[DATA SUPPLIED — start]
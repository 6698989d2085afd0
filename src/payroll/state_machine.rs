//! Owns the `PayrollRecordGroup` / `PayrollRecord` / `PayrollSnapshot` /
//! `PayrollHistory` aggregate: creates draft versions from a calculation,
//! confirms them with a frozen snapshot, and cancels confirmed records by
//! forking a new draft.

use chrono::Utc;
use serde_json::json;
use thiserror::Error;
use uuid::Uuid;

use crate::domain::{
    PayrollHistory, PayrollRecord, PayrollRecordGroup, PayrollRecordItem, PayrollRecordStatus,
    PayrollSnapshot,
};
use crate::error::{ErrorKind, HasErrorKind};
use crate::payroll::calculator::PayrollResult;
use crate::repository::Repository;

#[derive(Debug, Error)]
pub enum PayrollError {
    #[error("payroll record {0} not found")]
    NotFound(Uuid),
    #[error("record is {0:?}, expected a different status for this transition")]
    InvalidState(PayrollRecordStatus),
    #[error("invariant violated while committing record {0}: {1}")]
    Internal(Uuid, &'static str),
}

impl HasErrorKind for PayrollError {
    fn kind(&self) -> ErrorKind {
        match self {
            PayrollError::NotFound(_) => ErrorKind::NotFound,
            PayrollError::InvalidState(_) => ErrorKind::InvalidState,
            PayrollError::Internal(_, _) => ErrorKind::Internal,
        }
    }
}

pub struct PayrollStateMachine<'a> {
    repo: &'a Repository,
}

impl<'a> PayrollStateMachine<'a> {
    pub fn new(repo: &'a Repository) -> Self {
        Self { repo }
    }

    /// Idempotent at the group level: if a draft already exists, returns it
    /// unchanged rather than creating a second one.
    #[tracing::instrument(skip(self, calc), fields(%company_id, %employee_id, %payroll_period_id))]
    pub fn create_from_calculation(
        &self,
        company_id: Uuid,
        employee_id: Uuid,
        payroll_period_id: Uuid,
        calc: PayrollResult,
        actor: Uuid,
    ) -> Result<PayrollRecord, PayrollError> {
        let _guard = self.repo.transition_lock.lock().unwrap();

        let group = self
            .repo
            .find_group_for_period(company_id, employee_id, payroll_period_id)
            .unwrap_or_else(|| {
                let group = PayrollRecordGroup {
                    id: Uuid::new_v4(),
                    company_id,
                    employee_id,
                    payroll_period_id,
                    current_record_id: None,
                };
                self.repo.payroll_record_groups.insert(group.id, group.clone());
                group
            });

        let existing = self.repo.records_in_group(group.id);
        if let Some(draft) = existing.iter().find(|r| r.status == PayrollRecordStatus::Draft) {
            tracing::info!(record_id = %draft.id, "draft already exists for group, skipping calculation");
            return Ok(draft.clone());
        }

        let new_version = existing.iter().map(|r| r.version).max().unwrap_or(0) + 1;
        let record = PayrollRecord {
            id: Uuid::new_v4(),
            company_id,
            group_id: group.id,
            version: new_version,
            status: PayrollRecordStatus::Draft,
            total_earnings: calc.total_earnings,
            total_deductions: calc.total_deductions,
            net_pay: calc.net_pay,
            calculation_details: calc.calculation_details,
            confirmed_at: None,
            confirmed_by: None,
            cancelled_at: None,
            cancelled_by: None,
            cancel_reason: None,
            created_at: Utc::now(),
        };
        self.repo.payroll_records.insert(record.id, record.clone());

        for (order, item) in calc.items.into_iter().enumerate() {
            let stored = PayrollRecordItem {
                id: Uuid::new_v4(),
                record_id: record.id,
                item_type: item.item_type,
                item_code: item.item_code,
                item_name: item.item_name,
                amount: item.amount,
                is_taxable: item.is_taxable,
                is_social_insurance_target: item.is_social_insurance_target,
                is_employment_insurance_target: item.is_employment_insurance_target,
                display_order: order as i32,
            };
            self.repo.payroll_record_items.insert(stored.id, stored);
        }

        let mut group = group;
        group.current_record_id = Some(record.id);
        self.repo.payroll_record_groups.insert(group.id, group);

        self.repo.payroll_history.insert(
            Uuid::new_v4(),
            PayrollHistory {
                id: Uuid::new_v4(),
                record_id: record.id,
                action: "calculated".to_string(),
                old_values: None,
                new_values: Some(json!({"version": record.version})),
                actor,
                reason: None,
                created_at: Utc::now(),
            },
        );

        self.verify_invariants(&record)?;
        tracing::info!(record_id = %record.id, version = record.version, "created payroll draft");
        Ok(record)
    }

    #[tracing::instrument(skip(self))]
    pub fn confirm(&self, record_id: Uuid, actor: Uuid) -> Result<PayrollRecord, PayrollError> {
        let _guard = self.repo.transition_lock.lock().unwrap();

        let mut record = self
            .repo
            .payroll_records
            .get(&record_id)
            .map(|r| r.clone())
            .ok_or(PayrollError::NotFound(record_id))?;
        if record.status != PayrollRecordStatus::Draft {
            return Err(PayrollError::InvalidState(record.status));
        }

        let old_status = record.status;
        record.status = PayrollRecordStatus::Confirmed;
        record.confirmed_at = Some(Utc::now());
        record.confirmed_by = Some(actor);
        self.repo.payroll_records.insert(record.id, record.clone());

        let items = self.repo.items_for_record(record.id);
        let snapshot_data = json!({
            "record": &record,
            "items": &items,
        });
        self.repo.payroll_snapshots.insert(
            Uuid::new_v4(),
            PayrollSnapshot {
                id: Uuid::new_v4(),
                record_id: record.id,
                snapshot_data,
                created_at: Utc::now(),
            },
        );

        self.repo.payroll_history.insert(
            Uuid::new_v4(),
            PayrollHistory {
                id: Uuid::new_v4(),
                record_id: record.id,
                action: "confirmed".to_string(),
                old_values: Some(json!({"status": format!("{old_status:?}")})),
                new_values: Some(json!({"status": format!("{:?}", record.status)})),
                actor,
                reason: None,
                created_at: Utc::now(),
            },
        );

        self.verify_invariants(&record)?;
        tracing::info!(record_id = %record.id, "confirmed payroll record");
        Ok(record)
    }

    /// Cancels a confirmed record and forks a new draft carrying forward its
    /// totals and calculation details unchanged.
    #[tracing::instrument(skip(self, reason))]
    pub fn cancel(
        &self,
        record_id: Uuid,
        reason: String,
        actor: Uuid,
    ) -> Result<(PayrollRecord, PayrollRecord), PayrollError> {
        let _guard = self.repo.transition_lock.lock().unwrap();

        let mut cancelled = self
            .repo
            .payroll_records
            .get(&record_id)
            .map(|r| r.clone())
            .ok_or(PayrollError::NotFound(record_id))?;
        if cancelled.status != PayrollRecordStatus::Confirmed {
            return Err(PayrollError::InvalidState(cancelled.status));
        }

        cancelled.status = PayrollRecordStatus::Cancelled;
        cancelled.cancelled_at = Some(Utc::now());
        cancelled.cancelled_by = Some(actor);
        cancelled.cancel_reason = Some(reason.clone());
        self.repo.payroll_records.insert(cancelled.id, cancelled.clone());

        let existing = self.repo.records_in_group(cancelled.group_id);
        let new_version = existing.iter().map(|r| r.version).max().unwrap_or(0) + 1;
        let new_record = PayrollRecord {
            id: Uuid::new_v4(),
            company_id: cancelled.company_id,
            group_id: cancelled.group_id,
            version: new_version,
            status: PayrollRecordStatus::Draft,
            total_earnings: cancelled.total_earnings,
            total_deductions: cancelled.total_deductions,
            net_pay: cancelled.net_pay,
            calculation_details: cancelled.calculation_details.clone(),
            confirmed_at: None,
            confirmed_by: None,
            cancelled_at: None,
            cancelled_by: None,
            cancel_reason: None,
            created_at: Utc::now(),
        };
        self.repo.payroll_records.insert(new_record.id, new_record.clone());

        for item in self.repo.items_for_record(cancelled.id) {
            let cloned = PayrollRecordItem {
                id: Uuid::new_v4(),
                record_id: new_record.id,
                ..item
            };
            self.repo.payroll_record_items.insert(cloned.id, cloned);
        }

        if let Some(mut group) = self
            .repo
            .payroll_record_groups
            .get(&cancelled.group_id)
            .map(|g| g.clone())
        {
            group.current_record_id = Some(new_record.id);
            self.repo.payroll_record_groups.insert(group.id, group);
        }

        self.repo.payroll_history.insert(
            Uuid::new_v4(),
            PayrollHistory {
                id: Uuid::new_v4(),
                record_id: cancelled.id,
                action: "cancelled".to_string(),
                old_values: Some(json!({"status": "confirmed"})),
                new_values: Some(json!({"status": "cancelled", "reason": reason})),
                actor,
                reason: None,
                created_at: Utc::now(),
            },
        );
        self.repo.payroll_history.insert(
            Uuid::new_v4(),
            PayrollHistory {
                id: Uuid::new_v4(),
                record_id: new_record.id,
                action: "created_from_cancellation".to_string(),
                old_values: None,
                new_values: Some(json!({"source_record_id": cancelled.id})),
                actor,
                reason: None,
                created_at: Utc::now(),
            },
        );

        self.verify_invariants(&cancelled)?;
        self.verify_invariants(&new_record)?;
        tracing::info!(
            cancelled_record_id = %cancelled.id,
            new_draft_id = %new_record.id,
            "cancelled payroll record, forked new draft"
        );
        Ok((cancelled, new_record))
    }

    fn verify_invariants(&self, record: &PayrollRecord) -> Result<(), PayrollError> {
        let items = self.repo.items_for_record(record.id);
        if !record.totals_consistent(&items) {
            return Err(PayrollError::Internal(record.id, "totals do not match line items"));
        }
        Ok(())
    }
}

#[cfg(test)]
mod tests {
    use super::*;
    use crate::domain::CalculationDetails;
    use crate::payroll::calculator::CalculatedItem;

    fn sample_calc() -> PayrollResult {
        PayrollResult {
            items: vec![
                CalculatedItem {
                    item_type: crate::domain::ItemType::Earning,
                    item_code: "base_salary".to_string(),
                    item_name: "基本給".to_string(),
                    amount: 300_000,
                    is_taxable: true,
                    is_social_insurance_target: true,
                    is_employment_insurance_target: true,
                },
                CalculatedItem {
                    item_type: crate::domain::ItemType::Deduction,
                    item_code: "income_tax".to_string(),
                    item_name: "源泉所得税".to_string(),
                    amount: 5_740,
                    is_taxable: false,
                    is_social_insurance_target: false,
                    is_employment_insurance_target: false,
                },
            ],
            total_earnings: 300_000,
            total_deductions: 5_740,
            net_pay: 294_260,
            calculation_details: CalculationDetails {
                salary_type: "monthly".to_string(),
                base_salary: 300_000,
                base_hourly_rate: 1_875,
                gross_salary: 300_000,
                social_insurance_total: 0,
                taxable_earnings: 300_000,
                income_tax: 5_740,
                work_days: 20,
                total_work_minutes: 0,
                employee_age: None,
                notes: vec![],
            },
        }
    }

    /// Cancelling a confirmed record forks a new draft.
    #[test]
    fn cancel_forks_new_draft_with_same_totals() {
        let repo = Repository::new();
        let machine = PayrollStateMachine::new(&repo);
        let company_id = Uuid::new_v4();
        let employee_id = Uuid::new_v4();
        let period_id = Uuid::new_v4();
        let actor = Uuid::new_v4();

        let draft = machine
            .create_from_calculation(company_id, employee_id, period_id, sample_calc(), actor)
            .unwrap();
        let confirmed = machine.confirm(draft.id, actor).unwrap();
        assert_eq!(confirmed.status, PayrollRecordStatus::Confirmed);

        let (cancelled, new_draft) = machine
            .cancel(confirmed.id, "誤計算".to_string(), actor)
            .unwrap();
        assert_eq!(cancelled.status, PayrollRecordStatus::Cancelled);
        assert_eq!(new_draft.status, PayrollRecordStatus::Draft);
        assert_eq!(new_draft.version, confirmed.version + 1);
        assert_eq!(new_draft.net_pay, cancelled.net_pay);

        let group = repo
            .payroll_record_groups
            .get(&draft.group_id)
            .map(|g| g.clone())
            .unwrap();
        assert_eq!(group.current_record_id, Some(new_draft.id));
    }

    #[test]
    fn create_from_calculation_is_idempotent_while_draft_exists() {
        let repo = Repository::new();
        let machine = PayrollStateMachine::new(&repo);
        let company_id = Uuid::new_v4();
        let employee_id = Uuid::new_v4();
        let period_id = Uuid::new_v4();
        let actor = Uuid::new_v4();

        let first = machine
            .create_from_calculation(company_id, employee_id, period_id, sample_calc(), actor)
            .unwrap();
        let second = machine
            .create_from_calculation(company_id, employee_id, period_id, sample_calc(), actor)
            .unwrap();
        assert_eq!(first.id, second.id);
    }

    #[test]
    fn confirm_on_non_draft_is_invalid_state() {
        let repo = Repository::new();
        let machine = PayrollStateMachine::new(&repo);
        let actor = Uuid::new_v4();
        let draft = machine
            .create_from_calculation(Uuid::new_v4(), Uuid::new_v4(), Uuid::new_v4(), sample_calc(), actor)
            .unwrap();
        let confirmed = machine.confirm(draft.id, actor).unwrap();
        let err = machine.confirm(confirmed.id, actor).unwrap_err();
        assert!(matches!(err, PayrollError::InvalidState(PayrollRecordStatus::Confirmed)));
    }
}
[DATA SUPPLIED — finish]
** TO DO **
Write the lines again exactly, from the first line of the material above to the line that includes "forking a new draft.", both included. Leave out all the rest.

** TASK OUTPUT **
repository 6698989d2085afd0
filename src/payroll/state_machine.rs
//! Owns the `PayrollRecordGroup` / `PayrollRecord` / `PayrollSnapshot` /
//! `PayrollHistory` aggregate: creates draft versions from a calculation,
//! confirms them with a frozen snapshot, and cancels confirmed records by
//! forking a new draft.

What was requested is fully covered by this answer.